**To do**
Please repeat exactly the line containing "week for the active account." and each line after it in the records below, through the last.

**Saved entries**

┌──

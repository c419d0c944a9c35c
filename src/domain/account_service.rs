//! Account selection and the session facade.
//!
//! `AccountContext` is the explicit object that replaces any global "current
//! account" state: it holds the selected account (or none), owns the active
//! [`GoalStore`], and exposes the full query/command surface the
//! presentation layer consumes. Switching accounts re-creates the goal
//! store, which is what keeps one account's goals from ever leaking into
//! another's view.

use std::sync::Arc;

use chrono::{DateTime, Utc};
use log::{debug, info, warn};

use crate::domain::clock::{Clock, SystemClock};
use crate::domain::commands::account::{
    CreateAccountCommand, CreateAccountResult, DeleteAccountCommand, DeleteAccountResult,
    SelectAccountCommand, SelectAccountResult, SetStartDateCommand, SetStartDateResult,
};
use crate::domain::commands::goal::{
    AddGoalCommand, AddGoalResult, RemoveGoalCommand, RemoveGoalResult, ToggleGoalCommand,
    ToggleGoalResult, UpdateGoalCommand, UpdateGoalResult,
};
use crate::domain::errors::{JourneyError, JourneyResult, ValidationError};
use crate::domain::goal_store::GoalStore;
use crate::domain::models::account::Account;
use crate::domain::models::goal::Goal;
use crate::domain::progress::{OverallProgress, ProgressAggregator, WeekSummary};
use crate::domain::timeline::{self, WeekStatus};
use crate::storage::traits::{AccountStorage, Connection};

const MAX_ACCOUNT_NAME_LENGTH: usize = 100;

/// Session facade over one storage connection.
///
/// At most one account is active at a time; goal commands and
/// `set_start_date` require a selection and fail with
/// [`JourneyError::NoAccountSelected`] otherwise.
pub struct AccountContext<C: Connection> {
    connection: C,
    account_repository: C::AccountRepository,
    clock: Arc<dyn Clock>,
    selected: Option<Account>,
    goal_store: Option<GoalStore<C::GoalRepository>>,
}

impl<C: Connection> AccountContext<C> {
    /// Create a context with the wall clock.
    pub fn new(connection: C) -> Self {
        Self::with_clock(connection, Arc::new(SystemClock))
    }

    /// Create a context with an injected clock (tests, explicit recompute).
    pub fn with_clock(connection: C, clock: Arc<dyn Clock>) -> Self {
        let account_repository = connection.create_account_repository();
        Self {
            connection,
            account_repository,
            clock,
            selected: None,
            goal_store: None,
        }
    }

    /// The currently selected account, if any.
    pub fn selected_account(&self) -> Option<&Account> {
        self.selected.as_ref()
    }

    /// All accounts, ordered by name.
    pub fn list_accounts(&self) -> JourneyResult<Vec<Account>> {
        Ok(self.account_repository.list_accounts()?)
    }

    /// Load accounts and auto-select the first one when nothing is selected
    /// yet. A no-op if a selection already exists.
    pub fn initialize(&mut self) -> JourneyResult<SelectAccountResult> {
        if let Some(account) = &self.selected {
            return Ok(SelectAccountResult {
                account: Some(account.clone()),
                load_error: None,
            });
        }

        match self.account_repository.list_accounts()?.into_iter().next() {
            Some(account) => {
                info!("Auto-selecting first account: {}", account.id);
                Ok(self.activate(account))
            }
            None => Ok(SelectAccountResult {
                account: None,
                load_error: None,
            }),
        }
    }

    /// Select an account by id. A missing id falls back to the first
    /// existing account; with no accounts at all the selection clears.
    pub fn select(&mut self, command: SelectAccountCommand) -> JourneyResult<SelectAccountResult> {
        let account = match self.account_repository.get_account(&command.account_id)? {
            Some(account) => Some(account),
            None => {
                warn!(
                    "Account not found: {}, falling back to first available",
                    command.account_id
                );
                self.account_repository.list_accounts()?.into_iter().next()
            }
        };

        match account {
            Some(account) => Ok(self.activate(account)),
            None => {
                debug!("No accounts exist, clearing selection");
                self.selected = None;
                self.goal_store = None;
                Ok(SelectAccountResult {
                    account: None,
                    load_error: None,
                })
            }
        }
    }

    /// Create a new account and select it.
    pub fn create_account(
        &mut self,
        command: CreateAccountCommand,
    ) -> JourneyResult<CreateAccountResult> {
        let name = command.name.trim();
        if name.is_empty() {
            return Err(ValidationError::EmptyAccountName.into());
        }
        if name.chars().count() > MAX_ACCOUNT_NAME_LENGTH {
            return Err(ValidationError::AccountNameTooLong.into());
        }

        let now = self.clock.now();
        // Ids derive from the creation time; bump the millis when two
        // accounts are created within the same millisecond.
        let existing: Vec<String> = self
            .account_repository
            .list_accounts()?
            .into_iter()
            .map(|a| a.id)
            .collect();
        let mut millis = now.timestamp_millis() as u64;
        let mut id = Account::generate_id(millis);
        while existing.contains(&id) {
            millis += 1;
            id = Account::generate_id(millis);
        }

        let account = Account {
            id,
            name: name.to_string(),
            start_date: None,
            created_at: now,
        };

        self.account_repository.store_account(&account)?;
        info!("Created account {} ({})", account.name, account.id);

        self.activate(account.clone());
        Ok(CreateAccountResult { account })
    }

    /// Delete an account and everything it owns. Idempotent: deleting a
    /// missing id is a no-op. If the deleted account was selected, the
    /// first remaining account takes its place (or none remains selected).
    pub fn delete_account(
        &mut self,
        command: DeleteAccountCommand,
    ) -> JourneyResult<DeleteAccountResult> {
        self.account_repository.delete_account(&command.account_id)?;
        info!("Deleted account {}", command.account_id);

        let was_selected = self
            .selected
            .as_ref()
            .map_or(false, |a| a.id == command.account_id);

        if was_selected {
            self.selected = None;
            self.goal_store = None;
            if let Some(next) = self.account_repository.list_accounts()?.into_iter().next() {
                self.activate(next);
            }
        }

        Ok(DeleteAccountResult {
            selected: self.selected.clone(),
        })
    }

    /// Set or clear the journey start date of the active account. Other
    /// accounts are untouched.
    pub fn set_start_date(
        &mut self,
        command: SetStartDateCommand,
    ) -> JourneyResult<SetStartDateResult> {
        let account = self
            .selected
            .as_mut()
            .ok_or(JourneyError::NoAccountSelected)?;

        // The selection can outlive the on-disk record if another process
        // removed it; surface that as a not-found rather than a raw
        // storage error.
        if self.account_repository.get_account(&account.id)?.is_none() {
            return Err(JourneyError::AccountNotFound(account.id.clone()));
        }

        self.account_repository
            .set_start_date(&account.id, command.start_date)?;
        account.start_date = command.start_date;

        info!(
            "Set start date for {} to {:?}",
            account.id, command.start_date
        );
        Ok(SetStartDateResult {
            account: account.clone(),
        })
    }

    /// Install a loaded goal store, discarding it when the selection has
    /// moved on since the load started. This is the guard that keeps a
    /// slow load for account A from leaking into account B's session.
    pub fn apply_goal_snapshot(&mut self, store: GoalStore<C::GoalRepository>) -> bool {
        match &self.selected {
            Some(account) if account.id == store.account_id() => {
                self.goal_store = Some(store);
                true
            }
            _ => {
                debug!(
                    "Discarding stale goal snapshot for {}",
                    store.account_id()
                );
                false
            }
        }
    }

    /// Select the account and (re)load its goals, degrading to an empty
    /// store when the load fails.
    fn activate(&mut self, account: Account) -> SelectAccountResult {
        self.selected = Some(account.clone());

        let (store, load_error) =
            match GoalStore::load(self.connection.create_goal_repository(), &account.id) {
                Ok(store) => (store, None),
                Err(e) => {
                    warn!("Failed to load goals for {}: {}", account.id, e);
                    (
                        GoalStore::empty(self.connection.create_goal_repository(), &account.id),
                        Some(e.to_string()),
                    )
                }
            };
        self.apply_goal_snapshot(store);

        SelectAccountResult {
            account: Some(account),
            load_error,
        }
    }

    fn goal_store_mut(&mut self) -> JourneyResult<&mut GoalStore<C::GoalRepository>> {
        self.goal_store
            .as_mut()
            .ok_or(JourneyError::NoAccountSelected)
    }

    fn active_goals(&self) -> &[Goal] {
        self.goal_store.as_ref().map_or(&[], |store| store.goals())
    }

    fn start_date(&self) -> Option<DateTime<Utc>> {
        self.selected.as_ref().and_then(|a| a.start_date)
    }

    // --- goal commands, scoped to the active account ---

    pub fn add_goal(&mut self, command: AddGoalCommand) -> JourneyResult<AddGoalResult> {
        let now = self.clock.now();
        self.goal_store_mut()?.add(command, now)
    }

    pub fn update_goal(&mut self, command: UpdateGoalCommand) -> JourneyResult<UpdateGoalResult> {
        self.goal_store_mut()?.update(command)
    }

    pub fn toggle_goal(&mut self, command: ToggleGoalCommand) -> JourneyResult<ToggleGoalResult> {
        self.goal_store_mut()?.toggle_complete(command)
    }

    pub fn remove_goal(&mut self, command: RemoveGoalCommand) -> JourneyResult<RemoveGoalResult> {
        self.goal_store_mut()?.remove(command)
    }

    // --- presentation-layer queries ---

    /// Goals of the active account targeted at a week, insertion order.
    pub fn goals_for_week(&self, week: u8) -> Vec<Goal> {
        self.goal_store
            .as_ref()
            .map(|store| store.goals_for_week(week).into_iter().cloned().collect())
            .unwrap_or_default()
    }

    /// Current journey week (1 when no start date is set).
    pub fn current_week(&self) -> u8 {
        timeline::snapshot(self.start_date(), self.clock.now()).current_week
    }

    /// Temporal status of a week for the active account.
    pub fn week_status(&self, week: u8) -> WeekStatus {
        timeline::week_status(self.start_date(), self.clock.now(), week)
    }

    /// Counts plus temporal state for one week.
    pub fn week_summary(&self, week: u8) -> WeekSummary {
        ProgressAggregator::new(self.active_goals(), self.start_date(), self.clock.now())
            .week_summary(week)
    }

    /// Whole-journey statistics for the active account.
    pub fn overall_progress(&self) -> OverallProgress {
        ProgressAggregator::new(self.active_goals(), self.start_date(), self.clock.now()).overall()
    }
}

└──

**Solution to the exercise**
    /// Temporal status of a week for the active account.
    pub fn week_status(&self, week: u8) -> WeekStatus {
        timeline::week_status(self.start_date(), self.clock.now(), week)
    }

    /// Counts plus temporal state for one week.
    pub fn week_summary(&self, week: u8) -> WeekSummary {
        ProgressAggregator::new(self.active_goals(), self.start_date(), self.clock.now())
            .week_summary(week)
    }

    /// Whole-journey statistics for the active account.
    pub fn overall_progress(&self) -> OverallProgress {
        ProgressAggregator::new(self.active_goals(), self.start_date(), self.clock.now()).overall()
    }
}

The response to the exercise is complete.